We don’t have a problem with diacritics in general, only with fields where the first letter is a capital character has a diacritic, so I didn’t mean to show a search of “rdenes” or “greda” but to point out these fields appear as “Órdenes” and “Ágreda” in our UTF-8 CSV but that this first character (Ó and Á) disappears in Omeka.

I tried changing this field manually

But it didn’t help : http://sandbox.colmex.mx/~silvia/omeka25/items/show/9265

All best,

S.

silviaegt · May 31, 2018, 7:13pm

Oddly enough, I was able to change manually the name of some Authors that start with “Á”

http://sandbox.colmex.mx/~silvia/omeka25/items/browse?advanced[0][element_id]=39&advanced[0][type]=is+exactly&advanced[0][terms]=Ágreda%2C+María+de+Jesús+de

benbakelaar · May 31, 2018, 7:19pm

OK I see.

I just tested some capital letters with diacritics and it was not a problem.

So I think the issue is in the plugin and upload process.
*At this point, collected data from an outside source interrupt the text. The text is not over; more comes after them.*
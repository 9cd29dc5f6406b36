//! figcode Style Translators
//!
//! Translates a single node's visual properties into target-framework
//! attribute fragments: Flutter widget properties and Tailwind utility
//! classes.
//!
//! ```text
//! VisualNode → translate_node() → NodeFragments { size, flow, shadow… }
//! ```
//!
//! Every translator is a pure function of the borrowed node; the external
//! driver walks the tree, calls the translators per node, and concatenates
//! the fragments. Each fragment ends with its own separator so concatenation
//! needs no glue.

pub mod flutter;
pub mod scale;
pub mod tailwind;

use std::collections::HashMap;
use std::hash::Hash;

use figcode_node::VisualNode;

pub use scale::{ScalePolicy, ScaleTable, UnmappedValueError};

/// The target framework for a translation.
#[derive(Debug, Clone, Copy, PartialEq, Eq)]
pub enum Target {
    Flutter,
    Tailwind,
}

/// The per-node output bundle.
///
/// Fragments that do not apply (e.g. `elevation` for Tailwind, `flow` for a
/// childless node) are empty strings, never errors.
#[derive(Debug, Clone, PartialEq, Default)]
pub struct NodeFragments {
    pub size: String,
    pub flow: String,
    pub box_shadow: String,
    pub elevation: String,
    pub shadow_color: String,
}

/// Raised when an aggregation is asked for on an empty sequence.
#[derive(Debug, Clone, PartialEq, Eq, thiserror::Error)]
#[error("cannot pick the most frequent value of an empty sequence")]
pub struct EmptyInputError;

/// Translation error for one node.
#[derive(Debug, Clone, PartialEq, thiserror::Error)]
pub enum CodegenError {
    #[error(transparent)]
    EmptyInput(#[from] EmptyInputError),
    #[error(transparent)]
    UnmappedValue(#[from] UnmappedValueError),
}

/// Translate one node into its fragments for the given target.
///
/// The recursive document walk belongs to the caller; this only looks at the
/// node itself (and, for flow and size elision, the immediate children the
/// host already resolved onto it).
pub fn translate_node(
    node: &VisualNode,
    target: Target,
) -> Result<NodeFragments, CodegenError> {
    match target {
        Target::Tailwind => {
            let table = tailwind::width_height_scale();
            let flow = match node.as_container() {
                Some(frame) if !frame.children.is_empty() => {
                    tailwind::row_column_props(frame, table)?
                }
                _ => String::new(),
            };
            Ok(NodeFragments {
                size: tailwind::container_size_props(node, table)?,
                flow,
                ..NodeFragments::default()
            })
        }
        Target::Flutter => {
            let flow = match node.as_container() {
                Some(frame) if !frame.children.is_empty() => {
                    flutter::row_column_props(frame)?
                }
                _ => String::new(),
            };
            let (elevation, shadow_color) = flutter::elevation_and_shadow_color(node);
            Ok(NodeFragments {
                size: flutter::size_props(node),
                flow,
                box_shadow: flutter::box_shadow(node),
                elevation,
                shadow_color,
            })
        }
    }
}

/// Return the most frequent value in a sequence.
///
/// Ties go to the value encountered first, so output is deterministic for a
/// given input order. The caller guards against empty sequences (childless
/// containers) or handles the error.
pub fn most_frequent<T: Eq + Hash>(values: &[T]) -> Result<&T, EmptyInputError> {
    if values.is_empty() {
        return Err(EmptyInputError);
    }

    let mut counts: HashMap<&T, usize> = HashMap::new();
    for value in values {
        *counts.entry(value).or_insert(0) += 1;
    }

    // Scan in input order with a strict comparison so the first value among
    // the maximum-count group wins.
    let mut winner = &values[0];
    let mut winner_count = 0;
    for value in values {
        let count = counts[value];
        if count > winner_count {
            winner = value;
            winner_count = count;
        }
    }

    Ok(winner)
}

/// Format a number, removing `.0` for integers.
pub fn format_number(n: f64) -> String {
    // The integer path only holds where i64 can represent the value; the
    // cast saturates beyond that.
    if n.fract() == 0.0 && n.is_finite() && n.abs() < i64::MAX as f64 {
        format!("{}", n as i64)
    } else {
        format!("{n}")
    }
}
It could be that when the CSV file is uploaded to the web server, the encoding is changed at that point (before plugin even digests the file). Or, it could be based on web server + PHP settings that when the plugin is digesting and processing the data from CSV, the mark is being dropped for some reason.
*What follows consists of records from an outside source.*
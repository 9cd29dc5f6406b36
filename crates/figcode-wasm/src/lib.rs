//! WASM bindings for the figcode translators.
//!
//! The design-tool host is a JS plugin runtime; it hands one node at a time
//! across this boundary and splices the returned fragments into the emitted
//! source. Returns a JS object
//! `{ size, flow, boxShadow, elevation, shadowColor }` or throws on error.

use wasm_bindgen::prelude::*;

use figcode_codegen::{translate_node, Target};
use figcode_node::VisualNode;

/// Translate one node's visual properties into fragments for a target
/// framework (`"flutter"` or `"tailwind"`).
///
/// Throws a JS error for an unknown target, a node that does not match the
/// `VisualNode` shape, or a translation failure.
#[wasm_bindgen]
pub fn translate(node: JsValue, target: &str) -> Result<JsValue, JsError> {
    let target = match target {
        "flutter" => Target::Flutter,
        "tailwind" => Target::Tailwind,
        other => return Err(JsError::new(&format!("unknown target: {other}"))),
    };

    let node: VisualNode =
        serde_wasm_bindgen::from_value(node).map_err(|e| JsError::new(&e.to_string()))?;

    let fragments = translate_node(&node, target).map_err(|e| JsError::new(&e.to_string()))?;

    // Serialize to a plain JS object the plugin consumes directly
    let js_obj = js_sys::Object::new();
    let set = |key: &str, value: String| {
        js_sys::Reflect::set(&js_obj, &key.into(), &value.into())
            .map(|_| ())
            .map_err(|_| JsError::new(&format!("Failed to set {key} property")))
    };
    set("size", fragments.size)?;
    set("flow", fragments.flow)?;
    set("boxShadow", fragments.box_shadow)?;
    set("elevation", fragments.elevation)?;
    set("shadowColor", fragments.shadow_color)?;

    Ok(js_obj.into())
}

/// Get the engine version.
#[wasm_bindgen]
pub fn version() -> String {
    env!("CARGO_PKG_VERSION").to_string()
}
//! Document node types.
//!
//! `VisualNode` is the sum of the two node kinds the translators care about:
//! plain shapes and auto-layout containers. Both carry the visual fields
//! (size, strokes, effects); only containers carry layout configuration and
//! children.

use serde::{Deserialize, Serialize};

use crate::paint::{Effect, Stroke};

/// A node in the design document tree.
#[derive(Debug, Clone, PartialEq, Serialize, Deserialize)]
#[serde(tag = "kind", rename_all = "lowercase")]
pub enum VisualNode {
    Plain(PlainNode),
    Container(ContainerNode),
}

/// A leaf or shape node without auto-layout behavior.
#[derive(Debug, Clone, PartialEq, Serialize, Deserialize)]
#[serde(rename_all = "camelCase")]
pub struct PlainNode {
    /// Width in device-independent pixels.
    pub width: f64,
    /// Height in device-independent pixels.
    pub height: f64,
    /// How this node aligns on its parent's counter axis.
    #[serde(default)]
    pub layout_align: LayoutAlign,
    #[serde(default)]
    pub effects: Vec<Effect>,
    #[serde(default)]
    pub strokes: Vec<Stroke>,
    /// Stroke thickness. Meaningful only when `strokes` is non-empty.
    #[serde(default)]
    pub stroke_weight: f64,
    #[serde(default)]
    pub stroke_align: StrokeAlign,
}

/// An auto-layout container node.
#[derive(Debug, Clone, PartialEq, Serialize, Deserialize)]
#[serde(rename_all = "camelCase")]
pub struct ContainerNode {
    pub width: f64,
    pub height: f64,
    #[serde(default)]
    pub layout_align: LayoutAlign,
    #[serde(default)]
    pub effects: Vec<Effect>,
    #[serde(default)]
    pub strokes: Vec<Stroke>,
    #[serde(default)]
    pub stroke_weight: f64,
    #[serde(default)]
    pub stroke_align: StrokeAlign,
    /// Primary axis direction. `None` means the container positions children
    /// absolutely and flows nothing.
    pub layout_mode: LayoutMode,
    /// Gap between consecutive children along the primary axis.
    #[serde(default)]
    pub item_spacing: f64,
    /// Whether the counter axis is fixed to `width`/`height` or hugs content.
    #[serde(default)]
    pub counter_axis_sizing_mode: SizingMode,
    #[serde(default)]
    pub children: Vec<VisualNode>,
}

impl VisualNode {
    pub fn width(&self) -> f64 {
        match self {
            VisualNode::Plain(n) => n.width,
            VisualNode::Container(n) => n.width,
        }
    }

    pub fn height(&self) -> f64 {
        match self {
            VisualNode::Plain(n) => n.height,
            VisualNode::Container(n) => n.height,
        }
    }

    pub fn effects(&self) -> &[Effect] {
        match self {
            VisualNode::Plain(n) => &n.effects,
            VisualNode::Container(n) => &n.effects,
        }
    }

    pub fn strokes(&self) -> &[Stroke] {
        match self {
            VisualNode::Plain(n) => &n.strokes,
            VisualNode::Container(n) => &n.strokes,
        }
    }

    pub fn stroke_weight(&self) -> f64 {
        match self {
            VisualNode::Plain(n) => n.stroke_weight,
            VisualNode::Container(n) => n.stroke_weight,
        }
    }

    pub fn stroke_align(&self) -> StrokeAlign {
        match self {
            VisualNode::Plain(n) => n.stroke_align,
            VisualNode::Container(n) => n.stroke_align,
        }
    }

    pub fn layout_align(&self) -> LayoutAlign {
        match self {
            VisualNode::Plain(n) => n.layout_align,
            VisualNode::Container(n) => n.layout_align,
        }
    }

    /// The container view of this node, if it is one.
    pub fn as_container(&self) -> Option<&ContainerNode> {
        match self {
            VisualNode::Container(n) => Some(n),
            VisualNode::Plain(_) => None,
        }
    }
}

/// Where a stroke is drawn relative to the node's nominal bounds.
#[derive(Debug, Clone, Copy, PartialEq, Eq, Default, Serialize, Deserialize)]
#[serde(rename_all = "SCREAMING_SNAKE_CASE")]
pub enum StrokeAlign {
    /// Stroke drawn inside the bounds; rendered size equals nominal size.
    #[default]
    Inside,
    /// Stroke drawn outside; rendered size grows by the full weight per side.
    Outside,
    /// Stroke centered on the edge; rendered size grows by half per side.
    Center,
}

/// Primary axis of an auto-layout container.
#[derive(Debug, Clone, Copy, PartialEq, Eq, Serialize, Deserialize)]
#[serde(rename_all = "SCREAMING_SNAKE_CASE")]
pub enum LayoutMode {
    None,
    Horizontal,
    Vertical,
}

/// Counter-axis sizing strategy of an auto-layout container.
#[derive(Debug, Clone, Copy, PartialEq, Eq, Default, Serialize, Deserialize)]
#[serde(rename_all = "SCREAMING_SNAKE_CASE")]
pub enum SizingMode {
    #[default]
    Fixed,
    Auto,
}

/// How a child aligns on its auto-layout parent's counter axis.
#[derive(Debug, Clone, Copy, PartialEq, Eq, Hash, Default, Serialize, Deserialize)]
#[serde(rename_all = "SCREAMING_SNAKE_CASE")]
pub enum LayoutAlign {
    Min,
    Center,
    Max,
    Stretch,
    #[default]
    Inherit,
}

#[cfg(test)]
mod tests {
    use super::*;
    use pretty_assertions::assert_eq;

    #[test]
    fn test_plain_node_from_host_json() {
        let json = r#"{
            "kind": "plain",
            "width": 100,
            "height": 40,
            "strokeWeight": 2,
            "strokeAlign": "OUTSIDE"
        }"#;
        let node: VisualNode = serde_json::from_str(json).unwrap();
        assert_eq!(node.width(), 100.0);
        assert_eq!(node.height(), 40.0);
        assert_eq!(node.stroke_weight(), 2.0);
        assert_eq!(node.stroke_align(), StrokeAlign::Outside);
        assert!(node.effects().is_empty());
        assert!(node.strokes().is_empty());
        assert!(node.as_container().is_none());
    }

    #[test]
    fn test_container_node_from_host_json() {
        let json = r#"{
            "kind": "container",
            "width": 200,
            "height": 80,
            "layoutMode": "HORIZONTAL",
            "itemSpacing": 8,
            "counterAxisSizingMode": "AUTO",
            "children": [
                { "kind": "plain", "width": 50, "height": 50, "layoutAlign": "CENTER" }
            ]
        }"#;
        let node: VisualNode = serde_json::from_str(json).unwrap();
        let container = node.as_container().unwrap();
        assert_eq!(container.layout_mode, LayoutMode::Horizontal);
        assert_eq!(container.item_spacing, 8.0);
        assert_eq!(container.counter_axis_sizing_mode, SizingMode::Auto);
        assert_eq!(container.children.len(), 1);
        assert_eq!(container.children[0].layout_align(), LayoutAlign::Center);
    }

    #[test]
    fn test_defaults() {
        let json = r#"{ "kind": "plain", "width": 1, "height": 1 }"#;
        let node: VisualNode = serde_json::from_str(json).unwrap();
        assert_eq!(node.stroke_align(), StrokeAlign::Inside);
        assert_eq!(node.layout_align(), LayoutAlign::Inherit);
        assert_eq!(node.stroke_weight(), 0.0);
    }

    #[test]
    fn test_nested_containers() {
        let json = r#"{
            "kind": "container",
            "width": 300,
            "height": 300,
            "layoutMode": "VERTICAL",
            "children": [
                {
                    "kind": "container",
                    "width": 300,
                    "height": 100,
                    "layoutMode": "NONE",
                    "children": []
                }
            ]
        }"#;
        let node: VisualNode = serde_json::from_str(json).unwrap();
        let outer = node.as_container().unwrap();
        let inner = outer.children[0].as_container().unwrap();
        assert_eq!(inner.layout_mode, LayoutMode::None);
        assert!(inner.children.is_empty());
    }
}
I suppose you are already sure - but have you checked to make sure that, for example, Microsoft Word (or Excel) has not modified the character to a “fancy” character? This even happens on my iMac in Notes when I do single quotes. Typically it is with quotes and punctuation, not letters - but just another thought.

Maybe attach your CSV file?

silviaegt · June 15, 2018, 11:52pm

Ben!
Thanks again for your help and sorry for the late reply.
For some reason I can’t post a link but at bitly dot com slash 2Mwp7b5 you will find a file with a part of our database: that is with fields that start with accentuated capital letters (that’s where we’re having problems)
I just discovered the for some reason there is one only example that is being recognised properly (Ética cristiana) but all the other instances of É are not uploaded properly
[Like in the indices of our system
Ética cristiana (11)
vs
tica (10)
tica legal
tica política (2)
– which should be Ética, Ética lega, Ética política]
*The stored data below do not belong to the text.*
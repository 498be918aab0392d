//! Represents configuration that shapes execution but isn't part of the Chip-8 machine state

use super::Quirks;

/// Configuration the CPU carries from construction onward. Never mutated
/// during execution.
#[derive(Clone, Copy, Debug, Default, PartialEq, Eq, PartialOrd, Ord, Hash)]
pub struct Flags {
    /// Fail with [crate::error::Error::UnrecognizedOpcode] on unmapped opcodes,
    /// instead of treating them as no-ops
    pub strict: bool,
    /// The set of [Quirks] to enable
    pub quirks: Quirks,
}
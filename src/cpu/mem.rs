// (c) 2023 John A. Breaux
// This code is licensed under MIT license (see LICENSE for details)

//! The [Mem] represents the CPU's 4 KiB address space
//!
//! The charset is resident at [FONT_BASE] from construction; program data
//! lands at [LOAD_BASE]. Every access is reduced modulo [RAM_SIZE], so no
//! instruction can read or write outside the address space.

use crate::error::{Error, Result};
use std::fmt::{Debug, Formatter};

/// Size of the addressable space, in bytes
pub const RAM_SIZE: usize = 4096;

/// First address of the program region
pub const LOAD_BASE: u16 = 0x200;

/// First address of the charset
pub const FONT_BASE: u16 = 0x050;

/// Height of one charset glyph, in bytes
pub const FONT_HEIGHT: u16 = 5;

/// The standard charset: glyphs `0..=F`, 5 bytes per glyph
const CHARSET: [u8; 80] = [
    0xF0, 0x90, 0x90, 0x90, 0xF0, // 0
    0x20, 0x60, 0x20, 0x20, 0x70, // 1
    0xF0, 0x10, 0xF0, 0x80, 0xF0, // 2
    0xF0, 0x10, 0xF0, 0x10, 0xF0, // 3
    0x90, 0x90, 0xF0, 0x10, 0x10, // 4
    0xF0, 0x80, 0xF0, 0x10, 0xF0, // 5
    0xF0, 0x80, 0xF0, 0x90, 0xF0, // 6
    0xF0, 0x10, 0x20, 0x40, 0x40, // 7
    0xF0, 0x90, 0xF0, 0x90, 0xF0, // 8
    0xF0, 0x90, 0xF0, 0x10, 0xF0, // 9
    0xF0, 0x90, 0xF0, 0x90, 0x90, // A
    0xE0, 0x90, 0xE0, 0x90, 0xE0, // B
    0xF0, 0x80, 0x80, 0x80, 0xF0, // C
    0xE0, 0x90, 0x90, 0x90, 0xE0, // D
    0xF0, 0x80, 0xF0, 0x80, 0xF0, // E
    0xF0, 0x80, 0xF0, 0x80, 0x80, // F
];

/// A flat, fixed-size memory with 12-bit effective addressing
#[derive(Clone, PartialEq, Eq)]
pub struct Mem {
    bytes: [u8; RAM_SIZE],
}

impl Mem {
    /// Reads one byte. The address is masked to 12 bits.
    #[inline(always)]
    pub fn read(&self, addr: u16) -> u8 {
        self.bytes[addr as usize % RAM_SIZE]
    }

    /// Writes one byte. The address is masked to 12 bits.
    #[inline(always)]
    pub fn write(&mut self, addr: u16, value: u8) {
        self.bytes[addr as usize % RAM_SIZE] = value;
    }

    /// Copies a program image into memory starting at [LOAD_BASE].
    ///
    /// Returns [Error::RomTooBig] if the image does not fit; nothing is
    /// copied in that case.
    pub fn load_rom(&mut self, rom: &[u8]) -> Result<()> {
        let max = RAM_SIZE - LOAD_BASE as usize;
        if rom.len() > max {
            return Err(Error::RomTooBig {
                size: rom.len(),
                max,
            });
        }
        self.bytes[LOAD_BASE as usize..][..rom.len()].copy_from_slice(rom);
        Ok(())
    }
}

impl Default for Mem {
    /// Constructs a zeroed memory with the charset at [FONT_BASE]
    fn default() -> Self {
        let mut bytes = [0; RAM_SIZE];
        bytes[FONT_BASE as usize..][..CHARSET.len()].copy_from_slice(&CHARSET);
        Mem { bytes }
    }
}

impl Debug for Mem {
    fn fmt(&self, f: &mut Formatter<'_>) -> std::fmt::Result {
        f.debug_struct("Mem")
            .field("len", &self.bytes.len())
            .finish_non_exhaustive()
    }
}
//! Controls the [Quirks] behavior of the CPU on a granular level.

/// The legacy-vs-modern toggles for the two instructions whose meaning
/// drifted between interpreter generations.
///
/// `false` everywhere matches the original interpreter's defaults:
/// shifts source vX, and `Bnnn` offsets with v0.
#[derive(Clone, Copy, Debug, Default, PartialEq, Eq, PartialOrd, Ord, Hash)]
pub struct Quirks {
    /// Cosmac VIP: shift ops `8xy6`/`8xyE` copy vY into vX before shifting
    pub shift_src_vy: bool,
    /// Cosmac VIP reads `Bnnn` as `nnn` + v0; this makes it `nnn` + vX,
    /// where X is the high nibble of `nnn`
    pub jump_offset_vx: bool,
}

impl From<bool> for Quirks {
    fn from(value: bool) -> Self {
        Quirks {
            shift_src_vy: value,
            jump_offset_vx: value,
        }
    }
}
//! Testing Cheep's public API surface
use cheep::prelude::*;
use std::{collections::hash_map::DefaultHasher, hash::Hash};

#[test]
fn construction() {
    let cpu = CPU::new(Flags::default());
    assert_eq!(LOAD_BASE, cpu.pc());
    assert_eq!(0, cpu.i());
    assert_eq!(0, cpu.cycle());
    assert_eq!(&[0u8; 16], cpu.v());
    assert_eq!(WIDTH * HEIGHT, cpu.framebuffer().len());
    assert!(cpu.framebuffer().iter().all(|&px| px == 0));
    println!("{cpu:?}"); // Debug
}

#[test]
fn load_and_run() {
    let mut cpu = CPU::new(Flags::default());
    cpu.load_program_bytes(&[0x60, 0x05, 0x70, 0x03]).unwrap();
    cpu.step().unwrap().step().unwrap();
    assert_eq!(8, cpu.v()[0]);
    assert_eq!(LOAD_BASE + 4, cpu.pc());
}

#[test]
fn load_missing_file() {
    let mut cpu = CPU::new(Flags::default());
    cpu.load_program("this/path/does/not/exist.ch8")
        .expect_err("A missing ROM should surface as an error");
}

#[test]
fn load_oversized_image() {
    let mut cpu = CPU::new(Flags::default());
    let rom = vec![0; RAM_SIZE];
    let err = cpu.load_program_bytes(&rom).unwrap_err();
    // Print it with Display and Debug
    println!("{err} {err:?}");
}

mod keys {
    use super::*;

    #[test]
    fn press_release() {
        let mut cpu = CPU::new(Flags::default());
        assert!(cpu.press(0x7).unwrap());
        assert!(!cpu.press(0x7).unwrap());
        assert!(cpu.release(0x7).unwrap());
        assert!(!cpu.release(0x7).unwrap());
    }

    #[test]
    fn press_invalid_key() {
        let mut cpu = CPU::new(Flags::default());
        cpu.press(0x21345134)
            .expect_err("This should produce an Error::InvalidKey");
    }

    #[test]
    fn release_invalid_key() {
        let mut cpu = CPU::new(Flags::default());
        cpu.release(0x21345134)
            .expect_err("This should produce an Error::InvalidKey");
    }

    #[test]
    fn set_keys_drives_skips() {
        let mut cpu = CPU::new(Flags::default());
        let mut keys = [false; 16];
        keys[0] = true;
        cpu.set_keys(keys);
        // e09e with v0 = 0: key 0 held, so the skip is taken
        cpu.load_program_bytes(&[0xe0, 0x9e]).unwrap();
        cpu.step().unwrap();
        assert_eq!(LOAD_BASE + 4, cpu.pc());
    }
}

#[test]
fn set_invalid_reg() {
    let mut cpu = CPU::new(Flags::default());
    cpu.set_v(0x21345134, 0xff)
        .expect_err("This should produce an Error::InvalidRegister");
}

#[test]
fn seeded_runs_agree() {
    let run = || {
        let mut cpu = CPU::with_seed(Flags::default(), 1234);
        cpu.load_program_bytes(&[0xc0, 0xff]).unwrap();
        cpu.step().unwrap();
        cpu.v()[0]
    };
    assert_eq!(run(), run());
}

mod flags {
    use super::*;

    #[test]
    fn default_is_permissive_and_modern() {
        assert_eq!(
            Flags::default(),
            Flags {
                strict: false,
                quirks: Quirks {
                    shift_src_vy: false,
                    jump_offset_vx: false,
                },
            }
        );
    }

    #[test]
    fn construction_keeps_flags() {
        let flags = Flags {
            strict: true,
            quirks: Quirks::from(true),
        };
        let cpu = CPU::new(flags);
        assert_eq!(flags, cpu.flags());
    }
}

mod quirks {
    use super::*;

    #[test]
    fn from_bool() {
        assert_eq!(
            Quirks::from(true),
            Quirks {
                shift_src_vy: true,
                jump_offset_vx: true,
            }
        );
        assert_eq!(Quirks::from(false), Quirks::default());
    }

    #[test]
    fn ord() {
        assert!(Quirks::from(false) < Quirks::from(true));
    }

    #[test]
    fn hash() {
        let mut hasher = DefaultHasher::new();
        Quirks::from(true).hash(&mut hasher);
        println!("{hasher:?}");
    }
}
Daniel_KM · June 16, 2018, 5:07am

See https://gist.github.com/Daniel-KM/9754f18f9632423fb1a08909e9f01c04 for an explanation of the issue.

Daniel_KM · June 16, 2018, 5:18am

The link above is a test file. I copy the explanation here:

Two solutions are possible, and they require to config the file /etc/apache2/envvars, where it is indicated:

## The locale used by some modules like mod_dav
export LANG=C
## Uncomment the following line to use the system default locale instead:
#. /etc/default/locale

First solution is to uncomment the line as specified and to add a generic value for numbers to avoid other issues:

. /etc/default/locale
export LC_NUMERIC=C

The second solution is more generic: don‘t uncomment the line, but replace “export LANG=C” by “C.UTF-8”:

#export LANG=C
export LANG="C.UTF-8"

Don‘t forget to relaunch the server between two tests.

sudo systemctl restart apache2

In fact, the default locale of Apache is “C” for historic and geographic reasons (USA based), so it should be changed to any UTF-8 compliant locale, for example the default locale of Debian, “en_US.UTF-8”. Apache does not apply it by default, so it should be fixed.

Ideally, the default locale of Apache should be the generic “C.UTF-8”, but it is not possible, because American people wouldn’t understand why they would lose their “en_US.UTF-8”.